2) Avoid functions on indexed columns in WHERE
Predicates like date_trunc('day', occurred_at) = $day prevent direct use of a plain index on occurred_at. Prefer range predicates:
WHERE occurred_at >= $day_start AND occurred_at < $day_start + interval '1 day'If you truly need function-based filtering, consider an expression index:
CREATE INDEX CONCURRENTLY events_occurred_day_idx ON events (date_trunc('day', occurred_at));Use expression indexes sparingly; they add maintenance cost and can multiply quickly across variants.

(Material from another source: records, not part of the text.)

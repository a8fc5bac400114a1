//!
//! Datum shift parameters
//!
use crate::datums::DatumParamDefn;
use crate::errors::{Error, Result};
use crate::math::consts::SEC_TO_RAD;
use crate::nadgrids::NadGrids;

/// Datum parameters
///
/// Rotation terms of the 7 parameter variant are stored in radians and
/// the scale as the plain factor `1 + ppm * 1e-6`, both converted at
/// parse time.
#[derive(Clone, Debug, PartialEq)]
pub enum DatumParams {
    ToWGS84_0,
    ToWGS84_3(f64, f64, f64),
    ToWGS84_7(f64, f64, f64, f64, f64, f64, f64),
    NadGrids(NadGrids),
    NoDatum,
}

// A definition without datum information opts out of datum shifting
impl Default for DatumParams {
    fn default() -> Self {
        DatumParams::NoDatum
    }
}

impl DatumParams {
    /// Create parameters from a 'towgs84' like string
    ///
    /// Translations are in meters, rotations in seconds of arc
    /// and the scale in parts per million.
    pub fn from_towgs84_str(towgs84: &str) -> Result<Self> {
        #[inline]
        fn parse(v: Option<&str>) -> Result<f64> {
            v.ok_or(Error::InvalidToWGS84String)?
                .trim()
                .parse::<f64>()
                .map_err(|_| Error::InvalidToWGS84String)
        }

        let mut i = towgs84.split(',');
        match towgs84.split(',').count() {
            3 => Ok(DatumParams::ToWGS84_3(
                parse(i.next())?,
                parse(i.next())?,
                parse(i.next())?,
            )),
            7 => Ok(DatumParams::ToWGS84_7(
                parse(i.next())?,
                parse(i.next())?,
                parse(i.next())?,
                parse(i.next())? * SEC_TO_RAD,
                parse(i.next())? * SEC_TO_RAD,
                parse(i.next())? * SEC_TO_RAD,
                parse(i.next())? / 1_000_000.0 + 1.,
            )),
            _ => Err(Error::InvalidToWGS84String),
        }
        .map(Self::normalized)
    }

    /// Create parameters from a 'nadgrids' list
    ///
    /// The `@null` sentinel opts out of datum shifting entirely.
    pub fn from_nadgrid_str(nadgrids: &str) -> Result<Self> {
        if nadgrids.trim() == "@null" || nadgrids.trim() == "null" {
            Ok(Self::NoDatum)
        } else {
            NadGrids::new_grid_transform(nadgrids).map(Self::NadGrids)
        }
    }

    // All zero parameters mean a plain WGS84 conversion
    fn normalized(self) -> Self {
        match self {
            Self::ToWGS84_3(0., 0., 0.) => Self::ToWGS84_0,
            Self::ToWGS84_7(0., 0., 0., 0., 0., 0., s) if s == 1. => Self::ToWGS84_0,
            other => other,
        }
    }

    #[inline]
    pub fn no_datum(&self) -> bool {
        matches!(self, Self::NoDatum)
    }
}

// Convert from datum parameters definition
impl TryFrom<&DatumParamDefn> for DatumParams {
    type Error = Error;

    fn try_from(defn: &DatumParamDefn) -> Result<Self> {
        match defn {
            DatumParamDefn::ToWGS84_0 => Ok(Self::ToWGS84_0),
            DatumParamDefn::ToWGS84_3(dx, dy, dz) => {
                Ok(Self::ToWGS84_3(*dx, *dy, *dz).normalized())
            }
            DatumParamDefn::ToWGS84_7(dx, dy, dz, rx, ry, rz, s) => Ok(Self::ToWGS84_7(
                *dx,
                *dy,
                *dz,
                *rx * SEC_TO_RAD,
                *ry * SEC_TO_RAD,
                *rz * SEC_TO_RAD,
                *s / 1_000_000.0 + 1.,
            )),
            DatumParamDefn::NadGrids(s) => Self::from_nadgrid_str(s),
        }
    }
}

#[cfg(test)]
mod tests {
    use super::*;

    #[test]
    fn datum_params_towgs84_3() {
        let p = DatumParams::from_towgs84_str("-87,-98,-121").unwrap();
        assert_eq!(p, DatumParams::ToWGS84_3(-87., -98., -121.));
    }

    #[test]
    fn datum_params_towgs84_7_converts_units() {
        let p = DatumParams::from_towgs84_str("414.1,41.3,603.1,-0.855,2.141,-7.023,0").unwrap();
        match p {
            DatumParams::ToWGS84_7(dx, _, _, rx, _, _, s) => {
                assert_eq!(dx, 414.1);
                assert_eq!(rx, -0.855 * SEC_TO_RAD);
                assert_eq!(s, 1.0);
            }
            _ => panic!("expected 7 parameters"),
        }
    }

    #[test]
    fn datum_params_zero_normalized() {
        assert_eq!(
            DatumParams::from_towgs84_str("0,0,0").unwrap(),
            DatumParams::ToWGS84_0
        );
        assert_eq!(
            DatumParams::from_towgs84_str("0,0,0,0,0,0,0").unwrap(),
            DatumParams::ToWGS84_0
        );
    }

    #[test]
    fn datum_params_null_grid() {
        assert!(DatumParams::from_nadgrid_str("@null").unwrap().no_datum());
    }

    #[test]
    fn datum_params_invalid() {
        assert!(DatumParams::from_towgs84_str("1,2").is_err());
        assert!(DatumParams::from_towgs84_str("a,b,c").is_err());
    }
}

3) Watch for sorts and large bitmap heap scans
For stream reads, a Sort node is a red flag: it means the index does not provide the required order. For time-window analytics, a bitmap heap scan can be fine, but if it touches a large fraction of the table, BRIN or different clustering may help.
4) Consider clustering for read-heavy timelines
If you frequently read by (stream_id, occurred_at), clustering the table on that index can improve locality, reducing random I/O:
CLUSTER events USING events_stream_time_idx;Clustering is a one-time rewrite and does not maintain itself automatically. It is most useful when the table is relatively stable or when you can periodically recluster during maintenance windows.
Putting it together: a minimal, high-impact index set
For many event-driven systems, a pragmatic baseline for temporal and stream-read performance is:
- Composite B-tree for stream reads:
(stream_id, occurred_at, event_id) - Composite B-tree for entity timelines (if needed):
(entity_id, occurred_at, event_id) - BRIN on occurred_at for broad time-window scans on very large tables
- Optional covering index using
INCLUDEfor the most common consumer projection
From there, add partial or specialized indexes only when a query is both frequent and slow, and confirm the improvement with EXPLAIN (ANALYZE, BUFFERS) and production-like data volumes.